Bolsonaro desconfia de Mourão, diz mídia Lusa

Do Diário de Notícias (Portugal) Hamilton Mourão, que ainda ontem defendeu que Lula fosse ao enterro do irmão, tem agenda própria e, muitas vezes, na contramão do presidente. O ideólogo da direita brasileira, Olavo de Carvalho, contra-atacou.
“Senhor Lauro Jardim, isso não é jornalismo, isso é terrorismo”, disse Jair Bolsonaro, em vídeo publicado nas redes sociais em fevereiro de 2018, dirigindo-se a um colunista do jornal O Globo. Jardim havia escrito que, em palestra para empresários, Bolsonaro sugerira metralhar a favela da Rocinha caso os traficantes não abandonassem o local, uma notícia que o então pré-candidato à presidência da República brasileira classificou de “falsa”, de “barbaridade” e de “loucura”. De então para cá, os filhos de Bolsonaro e outros membros do núcleo presidencial atacam o jornalista sem piedade nas redes sociais.
Avancemos um ano, para terça-feira desta semana, dia 29. Enquanto Bolsonaro, sedado, se recupera de operação aos intestinos, o seu vice-presidente, general Hamilton Mourão, assume a presidência interina do Brasil por 48 horas. Quase no fim do expediente, recebe, imagine-se, Jardim, alvo de Bolsonaro, dos seus filhos e do restante círculo íntimo do presidente, para uma conversa. ?? saída do encontro, o vice-presidente ainda diz considerar a presença de Lula da Silva no enterro do irmão mais velho, falecido instantes antes, “uma questão humanitária”. O antigo presidente é o maior alvo político de Bolsonaro.
Noutro episódio, logo após ser conhecida a decisão de Jean Wyllys de não aceitar o cargo de deputado e de optar por morar no estrangeiro (Espanha) em virtude das ameaças de morte recebidas, o “vice” disse que “ameaçar parlamentares é um crime contra a democracia”. Antes, Bolsonaro e um dos seus filhos tinham-se regozijado pelas redes sociais com a partida de Wyllys e, logo depois, influenciadores digitais próximos do presidente sugeriram que o exílio do deputado se devia a ligações a Adélio Bispo, o autor da facada de 6 de setembro.
Mourão já fora chamado a substituir o presidente enquanto decorria o fórum económico de Davos. Na ocasião, defendeu em entrevista que a flexibilização da posse de arma, decretada, com pompa, por Bolsonaro dias antes, não surtia efeito contra a violência. Em paralelo, recebeu o embaixador alemão no Brasil com o objetivo, afirmou, “de corrigir uma reputação meio errada do governo na União Europeia” – estava Bolsonaro nesse momento na Europa.

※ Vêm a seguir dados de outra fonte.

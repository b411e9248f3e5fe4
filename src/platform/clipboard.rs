//! Clipboard surface: writes one dual-format entry per export.

use std::sync::{Arc, Mutex};

use futures::future::BoxFuture;

use crate::error::Result;
use crate::ClipboardPayload;

/// Writes a dual-format payload as a single clipboard entry.
pub trait ClipboardWriter: Send + Sync {
    fn write<'a>(&'a self, payload: ClipboardPayload) -> BoxFuture<'a, Result<()>>;
}

/// In-memory clipboard for tests and headless embedding; retains every
/// written entry. Clones share the same buffer, so a handle kept outside an
/// exporter observes what the exporter wrote.
#[derive(Debug, Clone, Default)]
pub struct BufferClipboard {
    entries: Arc<Mutex<Vec<ClipboardPayload>>>,
}

impl BufferClipboard {
    pub fn new() -> Self {
        BufferClipboard::default()
    }

    pub fn entries(&self) -> Vec<ClipboardPayload> {
        self.entries.lock().unwrap().clone()
    }

    pub fn last(&self) -> Option<ClipboardPayload> {
        self.entries.lock().unwrap().last().cloned()
    }

    pub fn is_empty(&self) -> bool {
        self.entries.lock().unwrap().is_empty()
    }
}

impl ClipboardWriter for BufferClipboard {
    fn write<'a>(&'a self, payload: ClipboardPayload) -> BoxFuture<'a, Result<()>> {
        Box::pin(async move {
            self.entries.lock().unwrap().push(payload);
            Ok(())
        })
    }
}

#[cfg(feature = "clipboard")]
pub use system::SystemClipboard;

#[cfg(feature = "clipboard")]
mod system {
    use arboard::Clipboard;
    use futures::future::BoxFuture;

    use super::ClipboardWriter;
    use crate::error::{Error, Result};
    use crate::ClipboardPayload;

    /// System clipboard writer. The HTML representation is written with the
    /// plain text as its alternate, producing a single entry that pastes as
    /// rich content where supported and as text elsewhere.
    #[derive(Debug, Default)]
    pub struct SystemClipboard;

    impl SystemClipboard {
        pub fn new() -> Self {
            SystemClipboard
        }
    }

    impl ClipboardWriter for SystemClipboard {
        fn write<'a>(&'a self, payload: ClipboardPayload) -> BoxFuture<'a, Result<()>> {
            Box::pin(async move {
                // The platform clipboard API is blocking; keep it off the
                // async executor.
                let task = tokio::task::spawn_blocking(move || -> Result<()> {
                    let mut clipboard = Clipboard::new()
                        .map_err(|err| Error::Clipboard(format!("clipboard unavailable: {err}")))?;
                    clipboard
                        .set_html(payload.html.as_str(), Some(payload.text.as_str()))
                        .map_err(|err| Error::Clipboard(err.to_string()))
                });
                task.await
                    .map_err(|err| Error::Clipboard(format!("clipboard task aborted: {err}")))?
            })
        }
    }
}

Entretanto, embora o caso de suposta corrupção envolvendo o filho do presidente e senador eleito Flávio Bolsonaro preocupe todo o governo e, em particular, a ala militar, pertenceram a Mourão as frases mais contundentes a esse respeito: “a lei é para todos” e “deve-se apurar e punir”.
Durante as últimas 48 horas de presidência interina, Mourão ainda teve dois encontros oficiais, um na segunda e outro na terça-feira, com representantes árabes no contexto do veto saudita à importação de carne de frango brasileira,onde retirou a promessa de Bolsonaro ao primeiro-ministro israelita Benjamin Netanyahu de mudar a embaixada brasileira de Telavive para Jerusalém.
ATAQUE DE OLAVOA não ser em surdina pelos corredores do Planalto, não houve ainda nenhuma reação do núcleo do presidente à ação de Mourão. Mas, a partir dos Estados Unidos, o filósofo Olavo de Carvalho, tido como guru intelectual de Bolsonaro, atacou-o após a reunião com o embaixador da Palestina. “Enquanto os israelitas estavam socorrendo as vítimas da tragédia de Brumadinho, o Mourão estava trocando beijinhos com a delegação palestina, prometendo que a nossa embaixada não vai mudar para Jerusalém”, afirmou.